An Airbnb customer who used the short-term accommodation platform for the first time has had a rude start to her morning after an unexpected visit from the tenant’s real estate agent.
Lily Ray, a freelancer from Newcastle, was staying at an Airbnb apartment in North Melbourne last week only to be interrupted by a routine property inspection.
“She basically said do you know what you’re doing is illegal, it’s subletting, it’s illegal in Australia,” she says.
“She said don’t worry, what you’re doing isn’t a problem – but what she’s doing is [the tenant subletting the room on Airbnb].”
Ray says the woman she was subletting from rents two properties in the same apartment block – one as a permanent home and the other as a property which she regularly sublets on Airbnb for a small profit.
“They got in touch with her and said you have to get out of this one,” Ray says.
“Most likely she will have to leave within a couple of months.”
According to the Tenants Union of Victoria, tenants are not allowed to sublet their property without their landlord’s written consent.
In New South Wales, property owners have been threatened with fines of more than $1 million for renting rooms on Airbnb and other short-term accommodation websites due to running “unauthorised” bed and breakfasts.

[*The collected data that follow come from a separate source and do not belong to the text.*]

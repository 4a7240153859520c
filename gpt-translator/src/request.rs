use crate::error::{TranslateError, TranslateResult};
use crate::language::{self, Language};

/// Message shown when the user submits nothing to translate
pub const EMPTY_INPUT_MESSAGE: &str = "Please enter some text!";

/// Longest text accepted for one translation, in characters
pub const MAX_TEXT_CHARS: usize = 30_000;

/// A translation ready to be turned into a prompt
///
/// Construction is the only validation point: a value of this type always has
/// non-blank text of at most [`MAX_TEXT_CHARS`] characters and a concrete
/// (non-`auto`) target.
#[derive(Debug, Clone, PartialEq, Eq)]
pub struct TranslationRequest {
    source: Language,
    target: Language,
    text: String,
}

impl TranslationRequest {
    /// Validate and build a request
    ///
    /// The text is kept as typed; only the emptiness check trims it.
    pub fn new(source: Language, target: Language, text: impl Into<String>) -> TranslateResult<Self> {
        let text = text.into();

        if text.trim().is_empty() {
            return Err(TranslateError::Validation(EMPTY_INPUT_MESSAGE.to_string()));
        }

        if text.chars().count() > MAX_TEXT_CHARS {
            return Err(TranslateError::Validation(format!(
                "Text exceeds maximum length of {} characters",
                MAX_TEXT_CHARS
            )));
        }

        if target.is_auto() {
            return Err(TranslateError::Validation(
                "Target language cannot be auto-detected".to_string(),
            ));
        }

        Ok(Self {
            source,
            target,
            text,
        })
    }

    /// Build a request from raw language codes, as received over the wire
    pub fn from_codes(source: &str, target: &str, text: impl Into<String>) -> TranslateResult<Self> {
        let source = language::source_language(source)?;
        let target = language::target_language(target)?;
        Self::new(source, target, text)
    }

    pub fn source(&self) -> Language {
        self.source
    }

    pub fn target(&self) -> Language {
        self.target
    }

    pub fn text(&self) -> &str {
        &self.text
    }
}
/// Error types for the translation core
///
/// Every failure of a translate cycle lands in one of these variants. The
/// session collapses all of them into a single generic message for the user;
/// the variant and its details only reach the log.
#[derive(Debug, Clone, PartialEq, Eq, thiserror::Error)]
pub enum TranslateError {
    /// Input rejected before any request was issued
    #[error("{0}")]
    Validation(String),
    /// Network unreachable, connection reset, timeout
    #[error("Transport error: {0}")]
    Transport(String),
    /// The endpoint answered with a non-2xx status
    #[error("API error ({status}): {body}")]
    Api { status: u16, body: String },
    /// The endpoint answered 2xx but the payload had an unexpected shape
    #[error("Parse error: {0}")]
    Parse(String),
    /// Provider could not be constructed
    #[error("Configuration error: {0}")]
    Config(String),
}

impl TranslateError {
    /// True for errors caused by user input rather than the exchange itself
    pub fn is_validation(&self) -> bool {
        matches!(self, TranslateError::Validation(_))
    }
}

impl From<reqwest::Error> for TranslateError {
    fn from(err: reqwest::Error) -> Self {
        if err.is_decode() {
            TranslateError::Parse(err.to_string())
        } else {
            TranslateError::Transport(err.to_string())
        }
    }
}

impl From<serde_json::Error> for TranslateError {
    fn from(err: serde_json::Error) -> Self {
        TranslateError::Parse(err.to_string())
    }
}

/// Result type for translation operations
pub type TranslateResult<T> = Result<T, TranslateError>;
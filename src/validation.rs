//! Form-layer input validation.
//!
//! The store accepts whatever it is given; callers check forms here first.

use crate::error::{MemoError, Result};
use crate::model::MemoFormData;

/// Maximum allowed length for a memo title.
pub const MAX_TITLE_LENGTH: usize = 200;

/// Maximum allowed length for memo content.
pub const MAX_CONTENT_LENGTH: usize = 50_000;

/// Maximum allowed length for a single tag.
pub const MAX_TAG_LENGTH: usize = 50;

/// Validates a memo title.
pub fn validate_title(title: &str) -> Result<()> {
    if title.trim().is_empty() {
        return Err(MemoError::Validation("Title cannot be empty".to_string()));
    }
    if title.len() > MAX_TITLE_LENGTH {
        return Err(MemoError::Validation(format!(
            "Title exceeds maximum length of {} characters",
            MAX_TITLE_LENGTH
        )));
    }
    Ok(())
}

/// Validates memo content.
pub fn validate_content(content: &str) -> Result<()> {
    if content.len() > MAX_CONTENT_LENGTH {
        return Err(MemoError::Validation(format!(
            "Content exceeds maximum length of {} characters",
            MAX_CONTENT_LENGTH
        )));
    }
    Ok(())
}

/// Validates a tag name.
pub fn validate_tag(tag: &str) -> Result<()> {
    if tag.trim().is_empty() {
        return Err(MemoError::Validation("Tag cannot be empty".to_string()));
    }
    if tag.len() > MAX_TAG_LENGTH {
        return Err(MemoError::Validation(format!(
            "Tag exceeds maximum length of {} characters",
            MAX_TAG_LENGTH
        )));
    }
    Ok(())
}

/// Validates every field of a form. Categories are not checked.
pub fn validate_form(form: &MemoFormData) -> Result<()> {
    validate_title(&form.title)?;
    validate_content(&form.content)?;
    for tag in &form.tags {
        validate_tag(tag)?;
    }
    Ok(())
}

#[cfg(test)]
mod tests {
    use super::*;

    #[test]
    fn test_validate_title_empty() {
        assert!(validate_title("").is_err());
        assert!(validate_title("   ").is_err());
    }

    #[test]
    fn test_validate_title_valid() {
        assert!(validate_title("A valid title").is_ok());
    }

    #[test]
    fn test_validate_title_too_long() {
        let long_title = "a".repeat(MAX_TITLE_LENGTH + 1);
        assert!(validate_title(&long_title).is_err());
    }

    #[test]
    fn test_validate_content_too_long() {
        assert!(validate_content("").is_ok());
        assert!(validate_content(&"x".repeat(MAX_CONTENT_LENGTH + 1)).is_err());
    }

    #[test]
    fn test_validate_form_checks_tags() {
        let form = MemoFormData::new("ok").with_tags(vec!["fine".into(), "".into()]);
        assert!(validate_form(&form).is_err());

        let form = MemoFormData::new("ok").with_tags(vec!["dup".into(), "dup".into()]);
        assert!(validate_form(&form).is_ok());
    }

    #[test]
    fn test_validate_form_ignores_unknown_category() {
        let form = MemoFormData::new("ok").with_category("anything-goes");
        assert!(validate_form(&form).is_ok());
    }
}
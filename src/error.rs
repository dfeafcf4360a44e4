use thiserror::Error;

#[derive(Error, Debug)]
pub enum MemoError {
    #[error("Configuration error: {0}")]
    Config(String),

    #[error("Memo not found: {0}")]
    NotFound(String),

    #[error("Validation error: {0}")]
    Validation(String),

    #[error("Remote store error ({status}): {message}")]
    Remote { status: u16, message: String },

    #[error("HTTP error: {0}")]
    Http(#[from] reqwest::Error),

    #[error("IO error: {0}")]
    Io(#[from] std::io::Error),

    #[error("YAML error: {0}")]
    Yaml(#[from] serde_yaml::Error),

    #[error("JSON error: {0}")]
    Json(#[from] serde_json::Error),

    #[error("Invalid URL: {0}")]
    Url(#[from] url::ParseError),

    #[error("Project not initialized. Run 'memos init' first.")]
    NotInitialized,

    #[error("Project already initialized at {0}")]
    AlreadyInitialized(String),
}

pub type Result<T> = std::result::Result<T, MemoError>;
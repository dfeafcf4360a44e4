mod init;
mod list;
mod mutate;
mod utils;

pub use init::handle_init;
pub use list::{handle_list, handle_show, handle_stats};
pub use mutate::{handle_clear, handle_create, handle_delete, handle_update};

use anyhow::{Context, Result};
use memos::MemoStore;
use memos::config::{Backend, MemosConfig};
use memos::storage::{InMemoryMemoService, RemoteMemoService, RestMemoService};

pub type SessionStore = MemoStore<Box<dyn RemoteMemoService>>;

/// Common context passed to all command handlers
pub struct CommandContext {
    pub config: MemosConfig,
    pub store: SessionStore,
}

impl CommandContext {
    /// Builds the configured backend and loads the session's memos.
    pub async fn connect(config: MemosConfig, api_key: Option<String>) -> Result<Self> {
        config
            .remote
            .validate()
            .context("Invalid remote store configuration")?;

        let service: Box<dyn RemoteMemoService> = match config.remote.backend {
            Backend::Memory => Box::new(InMemoryMemoService::new()),
            Backend::Rest => {
                let url = config.remote.url.as_deref().unwrap_or_default();
                let api_key = api_key.or_else(|| config.remote.api_key());
                Box::new(RestMemoService::new(url, &config.remote.table, api_key)?)
            }
        };
        tracing::debug!(backend = %config.remote.backend, "Connecting memo store");

        let store = MemoStore::new(service);
        store.load().await;
        Ok(Self { config, store })
    }
}
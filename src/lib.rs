//! # Memos - short notes backed by a remote table
//!
//! Memos keeps short text notes (title, markdown content, category, tags) in a
//! remote relational store and mirrors them into a per-session [`MemoStore`].
//! The store serves a filtered view (category + substring search) and
//! aggregate counts, and seeds an empty store with sample memos on first run.
//!
//! ## Quick Start
//!
//! ```bash
//! # Point memos at a PostgREST-compatible endpoint
//! memos init --url https://example.supabase.co
//! export MEMOS_API_KEY=...
//!
//! # Create and search
//! memos create "Meeting notes" -c work --tag q3 -d "Roadmap review"
//! memos list --category work --search notes
//!
//! # Try it without a server
//! memos --backend memory list
//! ```
//!
//! ## Modules
//!
//! - [`cli`]: Command-line interface definitions
//! - [`config`]: Configuration loading and backend selection
//! - [`error`]: Error types and result aliases
//! - [`model`]: Data models (Memo, MemoFormData, Category, etc.)
//! - [`search`]: Filtered view and stats
//! - [`seed`]: First-run sample memos
//! - [`storage`]: Remote store trait and its implementations
//! - [`store`]: The session store
//! - [`validation`]: Form input validation

/// Command-line interface definitions using clap.
pub mod cli;

/// Configuration loading and management.
///
/// Handles `.memos.yml` discovery and backend settings.
pub mod config;

/// Error types and result aliases.
///
/// Defines `MemoError` enum and `Result<T>` type alias.
pub mod error;

/// Data models for memos.
pub mod model;

/// Remote store access.
///
/// Defines the `RemoteMemoService` trait plus REST and in-memory backends.
pub mod storage;

/// Session store mirroring the remote memos.
pub mod store;

/// Input validation utilities.
///
/// Validates titles, content and tags before they reach the store.
pub mod validation;

pub mod logging;
pub mod search;
pub mod seed;

pub use store::MemoStore;
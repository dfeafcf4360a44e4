use super::types::Category;
use chrono::{DateTime, Utc};
use serde::{Deserialize, Deserializer, Serialize};

/// A single note as cached by the store.
///
/// `id` and both timestamps are always assigned by the remote store.
#[derive(Debug, Clone, PartialEq, Serialize, Deserialize)]
pub struct Memo {
    pub id: String,
    pub title: String,
    pub content: String,
    pub category: Category,

    #[serde(default)]
    pub tags: Vec<String>,

    pub created_at: DateTime<Utc>,
    pub updated_at: DateTime<Utc>,
}

impl Memo {
    /// The mutable fields of this memo, as a form pre-filled for editing.
    pub fn to_form(&self) -> MemoFormData {
        MemoFormData {
            title: self.title.clone(),
            content: self.content.clone(),
            category: self.category.clone(),
            tags: self.tags.clone(),
        }
    }
}

/// Row shape returned by the remote store.
///
/// Nullable columns come back as JSON `null`; `content` and `category` read
/// a null as their default so one sparse row cannot fail a whole select.
#[derive(Debug, Clone, PartialEq, Serialize, Deserialize)]
pub struct MemoRow {
    pub id: String,
    pub title: String,

    #[serde(default, deserialize_with = "null_as_default")]
    pub content: String,

    #[serde(default, deserialize_with = "null_as_default")]
    pub category: Category,

    #[serde(default)]
    pub tags: Option<Vec<String>>,

    pub created_at: DateTime<Utc>,
    pub updated_at: DateTime<Utc>,
}

fn null_as_default<'de, D, T>(deserializer: D) -> Result<T, D::Error>
where
    D: Deserializer<'de>,
    T: Deserialize<'de> + Default,
{
    Ok(Option::<T>::deserialize(deserializer)?.unwrap_or_default())
}

impl From<MemoRow> for Memo {
    fn from(row: MemoRow) -> Self {
        Self {
            id: row.id,
            title: row.title,
            content: row.content,
            category: row.category,
            tags: row.tags.unwrap_or_default(),
            created_at: row.created_at,
            updated_at: row.updated_at,
        }
    }
}

/// Caller-supplied fields for create and update.
///
/// Serializes to exactly the four mutable columns, so it doubles as the
/// insert/update payload.
#[derive(Debug, Clone, PartialEq, Default, Serialize, Deserialize)]
pub struct MemoFormData {
    pub title: String,
    pub content: String,
    pub category: Category,

    #[serde(default)]
    pub tags: Vec<String>,
}

impl MemoFormData {
    pub fn new(title: impl Into<String>) -> Self {
        Self {
            title: title.into(),
            ..Self::default()
        }
    }

    pub fn with_content(mut self, content: impl Into<String>) -> Self {
        self.content = content.into();
        self
    }

    pub fn with_category(mut self, category: impl Into<Category>) -> Self {
        self.category = category.into();
        self
    }

    pub fn with_tags(mut self, tags: Vec<String>) -> Self {
        self.tags = tags;
        self
    }
}
mod commands;

pub use commands::{BackendArg, Cli, Commands};
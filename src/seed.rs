//! First-run sample data.

use crate::{
    error::Result,
    model::{Category, MemoFormData},
    storage::RemoteMemoService,
};
use std::sync::atomic::{AtomicBool, Ordering};

/// Populates an empty remote store with [`sample_memos`].
///
/// Only the first call per bootstrapper inserts anything. Two processes racing
/// on the same empty store can still both seed it.
#[derive(Debug, Default)]
pub struct SeedBootstrapper {
    started: AtomicBool,
}

impl SeedBootstrapper {
    pub fn new() -> Self {
        Self::default()
    }

    pub fn has_run(&self) -> bool {
        self.started.load(Ordering::Acquire)
    }

    /// Inserts the sample memos and returns how many were written.
    ///
    /// Stops at the first failed insert; rows written before it stay.
    pub async fn bootstrap<S: RemoteMemoService + ?Sized>(&self, service: &S) -> Result<usize> {
        if self.started.swap(true, Ordering::AcqRel) {
            tracing::debug!("Seed already attempted, skipping");
            return Ok(0);
        }

        let samples = sample_memos();
        tracing::info!(count = samples.len(), "Seeding empty memo store");

        let mut inserted = 0;
        for form in &samples {
            service.insert(form).await?;
            inserted += 1;
        }
        Ok(inserted)
    }
}

fn tags(values: &[&str]) -> Vec<String> {
    values.iter().map(|v| v.to_string()).collect()
}

/// One memo per known category plus a couple of extras.
pub fn sample_memos() -> Vec<MemoFormData> {
    vec![
        MemoFormData::new("Welcome to Memos")
            .with_category(Category::Personal)
            .with_content(
                "# Getting started\n\nCreate, edit and delete memos. \
                 Use **search** to match titles, content or tags.",
            )
            .with_tags(tags(&["welcome", "guide"])),
        MemoFormData::new("Weekly team meeting")
            .with_category(Category::Work)
            .with_content("## Agenda\n- Sprint review\n- Q3 roadmap\n- Open questions")
            .with_tags(tags(&["meeting", "q3"])),
        MemoFormData::new("Rust ownership notes")
            .with_category(Category::Study)
            .with_content(
                "Each value has one owner. Borrow with `&` for shared access \
                 and `&mut` for exclusive access.",
            )
            .with_tags(tags(&["rust", "learning"])),
        MemoFormData::new("Habit tracker app")
            .with_category(Category::Idea)
            .with_content("A tiny app that tracks daily habits with streaks and reminders.")
            .with_tags(tags(&["app", "side-project"])),
        MemoFormData::new("Book recommendations")
            .with_category(Category::Other)
            .with_content("- The Pragmatic Programmer\n- Designing Data-Intensive Applications")
            .with_tags(tags(&["books"])),
        MemoFormData::new("Release checklist")
            .with_category(Category::Work)
            .with_content("- [ ] Bump version\n- [ ] Update changelog\n- [ ] Tag release")
            .with_tags(tags(&["release", "checklist"])),
        MemoFormData::new("Markdown notes plugin")
            .with_category(Category::Idea)
            .with_content("Render memo content as markdown with code highlighting.")
            .with_tags(tags(&["markdown", "app"])),
    ]
}

#[cfg(test)]
mod tests {
    use super::*;
    use crate::storage::{InMemoryMemoService, Operation};
    use std::collections::HashSet;

    #[test]
    fn test_samples_cover_every_known_category() {
        let samples = sample_memos();
        let categories: HashSet<_> = samples.iter().map(|m| m.category.clone()).collect();
        for category in Category::KNOWN {
            assert!(categories.contains(&category), "missing {}", category);
        }
        assert!(samples.len() > Category::KNOWN.len());
        assert!(samples.iter().all(|m| !m.title.is_empty()));
    }

    #[tokio::test]
    async fn test_bootstrap_runs_once() {
        let service = InMemoryMemoService::new();
        let seeder = SeedBootstrapper::new();

        let first = seeder.bootstrap(&service).await.unwrap();
        let second = seeder.bootstrap(&service).await.unwrap();

        assert_eq!(first, sample_memos().len());
        assert_eq!(second, 0);
        assert_eq!(service.row_count(), sample_memos().len());
        assert!(seeder.has_run());
    }

    #[tokio::test]
    async fn test_concurrent_bootstrap_inserts_once() {
        let service = InMemoryMemoService::new();
        let seeder = SeedBootstrapper::new();

        let (a, b) = tokio::join!(seeder.bootstrap(&service), seeder.bootstrap(&service));
        assert_eq!(a.unwrap() + b.unwrap(), sample_memos().len());
        assert_eq!(service.calls(Operation::Insert), sample_memos().len());
    }

    #[tokio::test]
    async fn test_bootstrap_stops_at_first_failure() {
        let service = InMemoryMemoService::new();
        service.fail_next(Operation::Insert);

        let seeder = SeedBootstrapper::new();
        assert!(seeder.bootstrap(&service).await.is_err());
        assert_eq!(service.row_count(), 0);
    }
}
use crate::{
    error::Result,
    model::{MemoFormData, MemoRow},
};
use async_trait::async_trait;

/// Id used by [`RemoteMemoService::delete_all_except`] when clearing the store.
///
/// Never assigned to a real row, so "every row except this one" is every row.
pub const CLEAR_ALL_SENTINEL_ID: &str = "00000000-0000-0000-0000-000000000000";

/// Remote relational store holding the authoritative memo rows.
#[async_trait]
pub trait RemoteMemoService: Send + Sync {
    /// All rows, newest `created_at` first.
    async fn select_all(&self) -> Result<Vec<MemoRow>>;

    /// Inserts a row; the returned row carries the assigned id and timestamps.
    async fn insert(&self, fields: &MemoFormData) -> Result<MemoRow>;

    /// Replaces the four mutable fields of `id`.
    ///
    /// Fails with [`MemoError::NotFound`](crate::error::MemoError::NotFound)
    /// when no row has that id.
    async fn update(&self, id: &str, fields: &MemoFormData) -> Result<MemoRow>;

    /// Deletes `id`. Deleting an unknown id succeeds.
    async fn delete(&self, id: &str) -> Result<()>;

    /// Deletes every row whose id differs from `sentinel_id`.
    async fn delete_all_except(&self, sentinel_id: &str) -> Result<()>;
}

#[async_trait]
impl<T: RemoteMemoService + ?Sized> RemoteMemoService for Box<T> {
    async fn select_all(&self) -> Result<Vec<MemoRow>> {
        (**self).select_all().await
    }

    async fn insert(&self, fields: &MemoFormData) -> Result<MemoRow> {
        (**self).insert(fields).await
    }

    async fn update(&self, id: &str, fields: &MemoFormData) -> Result<MemoRow> {
        (**self).update(id, fields).await
    }

    async fn delete(&self, id: &str) -> Result<()> {
        (**self).delete(id).await
    }

    async fn delete_all_except(&self, sentinel_id: &str) -> Result<()> {
        (**self).delete_all_except(sentinel_id).await
    }
}
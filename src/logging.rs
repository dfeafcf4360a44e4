use std::path::{Path, PathBuf};
use tracing_subscriber::{EnvFilter, fmt, layer::SubscriberExt, util::SubscriberInitExt};

const DEFAULT_LOG_FILE_NAME: &str = "memos.log";

/// Filter directive used when `RUST_LOG` is not set.
pub fn default_directive(verbose: bool) -> String {
    let level = if verbose { "debug" } else { "info" };
    format!("memos={}", level)
}

/// Splits a log path into the directory and file-name prefix for the daily roller.
fn rolling_target(log_path: &Path) -> (PathBuf, String) {
    let dir = log_path
        .parent()
        .filter(|p| !p.as_os_str().is_empty())
        .unwrap_or_else(|| Path::new("."))
        .to_path_buf();
    let prefix = log_path
        .file_name()
        .map(|name| name.to_string_lossy().into_owned())
        .unwrap_or_else(|| DEFAULT_LOG_FILE_NAME.to_string());
    (dir, prefix)
}

/// Initialize the logging system
///
/// # Arguments
/// * `verbose` - Enable verbose (DEBUG) logging
/// * `log_file` - Optional path to log file. If None, logs only to stderr
///
/// Store diagnostics (absorbed remote failures included) end up here.
pub fn init(verbose: bool, log_file: Option<PathBuf>) {
    let env_filter = EnvFilter::try_from_default_env()
        .unwrap_or_else(|_| EnvFilter::new(default_directive(verbose)));

    let stderr_layer = fmt::layer()
        .with_writer(std::io::stderr)
        .with_target(false)
        .compact();

    let subscriber = tracing_subscriber::registry()
        .with(env_filter)
        .with(stderr_layer);

    if let Some(log_path) = log_file {
        let (dir, prefix) = rolling_target(&log_path);
        let _ = std::fs::create_dir_all(&dir);

        let file_appender = tracing_appender::rolling::daily(dir, prefix);
        let file_layer = fmt::layer()
            .with_writer(file_appender)
            .with_ansi(false)
            .json();

        let _ = subscriber.with(file_layer).try_init();
    } else {
        let _ = subscriber.try_init();
    }
}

Cameron McEvoy, a property investor and commentator, told StartupSmart it would appear a real estate agency would be in its right to cease a tenant’s contract for subletting an apartment or room on Airbnb if it broke an existing contract or agreement.
“From a Sydney context I don’t think Airbnb has taken off to the degree it would like to,” he says.
“There are so many legal reasons why it’s not feasible in Australia. Any stay of less than three months requires a TA [tenancy agreement]. Every time you sublet you have to submit a TA and if you have someone staying for one night you just can’t do that.”
While fellow fast-growing startup Uber has raised more than $4 billion since its launch in 2010 – which it has partially used to fight off regulators around the globe by paying fines issued to drivers – Airbnb has raised a significantly lower total of $826 million as of August last year.
McEvoy says it will be interesting to see whether Airbnb takes a similar approach to Uber in pressuring state governments to wind back regulation.
“Locally I think they’ll make a business call as to whether they’ll just leave the market or fight hammer and tong. They will probably have to do one of those two things.”
Despite having her stay at an Airbnb property interrupted by a cranky real estate agent, Ray says she will definitely be using the short-term accommodation site again.
“It was still much better than what I could get for that money with a hotel room,” she says.
“And the woman who rented to us was very apologetic and didn’t blame us for telling the truth at all.”
A spokesperson for Airbnb told StartupSmart the company advises its hosts to familiar themselves with local regulations that “differ all over the world”.
“But one of the things that we consistently hear is that many of the regulations and conditions are outdated and difficult to interpret because they were written in the 1960s and 70s – long before anyone had thought about the sharing economy or Airbnb,” they said.
“That’s why we’ve been talking with policy makers about the need for clear, progressive and fair laws that allow for home sharing.”